Unfortunately, the film is otherwise badly flawed, suffering from a genuinely awful script fillled with lines that are absolute howlers, corny situations and the other leads (William Petersen of CSI and Diane Lane from Unfaithful) are just unbelievably bad in this. They are otherwise respected performers, so I am not sure if the bad script or bad direction threw them off or what. Petersen in particular is actually embarrassing. He is very badly miscast, at least a decade too old for the character of Jake (the down and out writer) and his performance is full of annoying mannerisms. He makes us dislike Jake, who is the protagonist and narrator, and that throws the whole dramatic structure of the film off-kilter. Diane Lane is so affectless and flat that she is barely engaged with the story at all. (Needless to say, when either of them has a scene with Wincott, they are simply blown off the screen by his intensity and professionalism.)
The script feels like it was written by a Hollywood type who has never himself A.) visited Atlantic City or even the east coast, and B.) never known anyone in the "underworld". But who is definitely a "writer" and has a sentimental and glamourized vision of how important THAT is. For example, the idea that a woman would automatically find an unemployed writer more attractive and stable than her wiseguy boyfriend, i.e., that it would be NO CONTEST and she would immediately cheat on the boyfriend. No one I know of holds unemployed writers in this kind of esteem (with good reason). I might add that there is NO particular reason to believe that a writer would make any more money, or offer a woman any more opportunities, or even be more trustworthy, than a wiseguy either.
Another good laugh and complete absence from reality is the idea that a nurse (Diane Lane)...an RN in a hospital...would be poor and uneducated and without any chances in life.
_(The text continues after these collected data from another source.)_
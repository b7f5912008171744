//! The `String` type: an immutable UTF-8 byte sequence with cached lengths.

use std::cmp::Ordering;

use crate::context::{Context, ExecResult};
use crate::util::constants::BYTES_IN_WORD;
use crate::util::hash::hash_bytes;

use super::exception_obj;
use super::type_obj::SizeSpec;
use super::value::{ObjRef, Value};
use super::bool_obj;

pub const LAYOUT: (SizeSpec, SizeSpec) = (SizeSpec::Fixed(0), SizeSpec::Extendable);

/// Fixed prefix of the bytes region: size word, byte length, character
/// length.
const BYTES_FIXED_WORDS: usize = 3;

/// Create a `String` from UTF-8 text.
pub fn new(ctx: &mut Context, s: &str) -> Value {
    new_raw(ctx, s.as_bytes(), s.chars().count())
}

/// Create a `String` carrying raw bytes (the embedder's byte-string
/// scalar).  The cached character length falls back to the byte count.
pub fn new_bytes(ctx: &mut Context, bytes: &[u8]) -> Value {
    new_raw(ctx, bytes, bytes.len())
}

fn new_raw(ctx: &mut Context, bytes: &[u8], char_len: usize) -> Value {
    let ty = ctx.globals.type_string.as_obj();
    let ext_bytes = BYTES_FIXED_WORDS * BYTES_IN_WORD + bytes.len();
    let obj = ctx
        .mem
        .alloc_ex(crate::mem::objmem::AllocHint::Auto, ty, 0, ext_bytes);
    unsafe {
        let base = obj.bytes_base();
        (base + BYTES_IN_WORD).store::<usize>(bytes.len());
        (base + 2 * BYTES_IN_WORD).store::<usize>(char_len);
        std::ptr::copy_nonoverlapping(
            bytes.as_ptr(),
            (base + BYTES_FIXED_WORDS * BYTES_IN_WORD).to_mut_ptr::<u8>(),
            bytes.len(),
        );
    }
    Value::from_obj(obj)
}

/// Length in bytes.
pub fn byte_len(v: Value) -> usize {
    unsafe { (v.as_obj().bytes_base() + BYTES_IN_WORD).load() }
}

/// Length in characters (cached at construction).
pub fn char_len(v: Value) -> usize {
    unsafe { (v.as_obj().bytes_base() + 2 * BYTES_IN_WORD).load() }
}

/// Borrow the raw bytes.  The borrow is only valid until the next
/// allocation: a collection may move the object under it.
pub fn as_bytes(v: Value) -> &'static [u8] {
    let obj = v.as_obj();
    let len = byte_len(v);
    unsafe {
        let data = (obj.bytes_base() + BYTES_FIXED_WORDS * BYTES_IN_WORD).to_ptr::<u8>();
        std::slice::from_raw_parts(data, len)
    }
}

/// Borrow the text.  The caller must know the content is UTF-8 (everything
/// built through [`new`] is; byte-strings may not be).  Same lifetime
/// caveat as [`as_bytes`].
pub fn as_str(v: Value) -> &'static str {
    unsafe { std::str::from_utf8_unchecked(as_bytes(v)) }
}

pub fn hash(v: Value) -> usize {
    hash_bytes(as_str(v).as_bytes())
}

fn expect_string(ctx: &mut Context, v: Value) -> Result<ObjRef, crate::context::Thrown> {
    if v.type_is(ctx.globals.type_string) {
        Ok(v.as_obj())
    } else {
        Err(exception_obj::throw_format(
            ctx,
            "type",
            v,
            "not a String".to_string(),
        ))
    }
}

// ----- native methods ----------------------------------------------------

pub(crate) fn native_equ(ctx: &mut Context) -> ExecResult {
    let lhs = ctx.stack.reg(1);
    let rhs = ctx.stack.reg(2);
    let eq = lhs == rhs
        || (rhs.type_is(ctx.globals.type_string) && as_str(lhs) == as_str(rhs));
    let result = bool_obj::make(ctx, eq);
    ctx.stack.set_reg(0, result);
    Ok(())
}

pub(crate) fn native_cmp(ctx: &mut Context) -> ExecResult {
    let lhs = ctx.stack.reg(1);
    let rhs = ctx.stack.reg(2);
    expect_string(ctx, rhs)?;
    let ord = match as_str(lhs).cmp(as_str(rhs)) {
        Ordering::Less => -1,
        Ordering::Equal => 0,
        Ordering::Greater => 1,
    };
    ctx.stack.set_reg(0, Value::smallint(ord));
    Ok(())
}

pub(crate) fn native_hash(ctx: &mut Context) -> ExecResult {
    let h = hash(ctx.stack.reg(1));
    ctx.stack.set_reg(0, Value::smallint(h as isize));
    Ok(())
}

/// `+` concatenates.
pub(crate) fn native_add(ctx: &mut Context) -> ExecResult {
    let rhs = ctx.stack.reg(2);
    expect_string(ctx, rhs)?;
    // Copy out before allocating: the operands may move.
    let mut text = String::with_capacity(byte_len(ctx.stack.reg(1)) + byte_len(rhs));
    text.push_str(as_str(ctx.stack.reg(1)));
    text.push_str(as_str(rhs));
    let result = new(ctx, &text);
    ctx.stack.set_reg(0, result);
    Ok(())
}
The reality: RNs have to have 4 yr college degrees, it's a serious and meaningful profession. RNs earn at least $45,000 right out school, more with experience, and the long nationwide nursing shortage means they can pretty much pick and choose working anywhere they WANT. I might add, no nurse I have ever known goes to work with her uniform unbuttoned down to "there" and wearing HIGH HEELS. It would have worked way better for the script if Ms. Lane's character were a part-time waitress or casino worker.
The absolute worst and most embarassing part of the movie is the idea that Frankie (Wincott) wants Jake (Petersen) to educate him about literature...starting with Melville's Moby Dick. It's an unfortunate choice of book...you'd think the screenwriter would have chosen a book that somehow relates to the story or characters (another reviewer here mentions Dicken's Tale of Two Cities, which would have worked much better). Why does Frankie want or need this anyhow?
Doesn't Atlantic City have a public library? Hasn't he heard of bookstores, the Internet, Amazon.com or Cliff's Notes? At any rate, the characters never progress beyond Moby Dick, kind of like being stuck in the first week of freshman literature in the Twilight Zone. Worst of all, re-reading the book with Frankie compells Jake to SING a sea chanty, probably the most grating moment in the film.
At the time this film was made (1998), all three actors were pretty much minor leaguers despite long resumes. Today (2003) Petersen has the lead in the No.1 TV series CSI, and Diane Lane is a major film star with an Academy Award nomination for Unfaithful and new film Under the Tuscan Sun...while Michael Wincott is still basically doing cameos as psycho killers. If this isn't total injustice, than I don't know what is. Anyways, rent this video for his performance and fast forward through the bad parts.